What you should do> When the word "super" appears in a line of the data below, list that line.

************

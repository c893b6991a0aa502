use super::{ErrorAction, Middleware};
use crate::connection::RequestDatum;

/// Retries idempotent requests which failed with a socket, timeout or status error.
///
/// A request is retried while `retries_remaining` is greater than one. Requests with
/// a chunked body producer or a body which cannot be rewound are never retried,
/// since their body cannot be sent a second time.
#[derive(Debug, Clone, Copy, Default)]
pub struct Idempotent;

impl Middleware for Idempotent {
    fn error_call(&self, datum: &mut RequestDatum) -> ErrorAction {
        let retryable = datum.error.as_ref().is_some_and(|e| e.is_retryable());
        let rewindable = datum.body.as_ref().map_or(true, |body| body.is_rewindable());

        if datum.idempotent
            && retryable
            && datum.retries_remaining > 1
            && rewindable
            && datum.request_block.is_none()
        {
            datum.retries_remaining -= 1;
            datum.instrument("retry");
            ErrorAction::Retry
        } else {
            ErrorAction::Propagate
        }
    }
}

#[cfg(test)]
mod tests {
    use std::io::Cursor;

    use super::*;
    use crate::body::Body;
    use crate::error::TimeoutKind;
    use crate::middleware::tests::datum;
    use crate::{Error, RequestParams};

    fn failed(params: RequestParams, error: Error) -> RequestDatum {
        let mut datum = datum(params);
        datum.error = Some(error);
        datum
    }

    #[test]
    fn retries_until_exhausted() {
        let mut datum = failed(
            RequestParams::get("/").idempotent(true).retry_limit(3),
            Error::Timeout(TimeoutKind::Read),
        );
        assert_eq!(Idempotent.error_call(&mut datum), ErrorAction::Retry);
        assert_eq!(datum.retries_remaining, 2);
        assert_eq!(Idempotent.error_call(&mut datum), ErrorAction::Retry);
        assert_eq!(datum.retries_remaining, 1);
        assert_eq!(Idempotent.error_call(&mut datum), ErrorAction::Propagate);
    }

    #[test]
    fn non_idempotent_requests_propagate() {
        let mut datum = failed(RequestParams::get("/"), Error::socket("broken"));
        assert_eq!(Idempotent.error_call(&mut datum), ErrorAction::Propagate);
    }

    #[test]
    fn other_errors_propagate() {
        let mut datum = failed(
            RequestParams::get("/").idempotent(true),
            Error::Pipeline("misuse"),
        );
        assert_eq!(Idempotent.error_call(&mut datum), ErrorAction::Propagate);
    }

    #[test]
    fn one_shot_bodies_are_not_retried() {
        let mut datum = failed(
            RequestParams::post("/")
                .idempotent(true)
                .body(Body::sized(Cursor::new(b"abc".to_vec()), 3)),
            Error::socket("broken"),
        );
        assert_eq!(Idempotent.error_call(&mut datum), ErrorAction::Propagate);
    }
}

************

Result for this task>
use super::{ErrorAction, Middleware};
    use super::*;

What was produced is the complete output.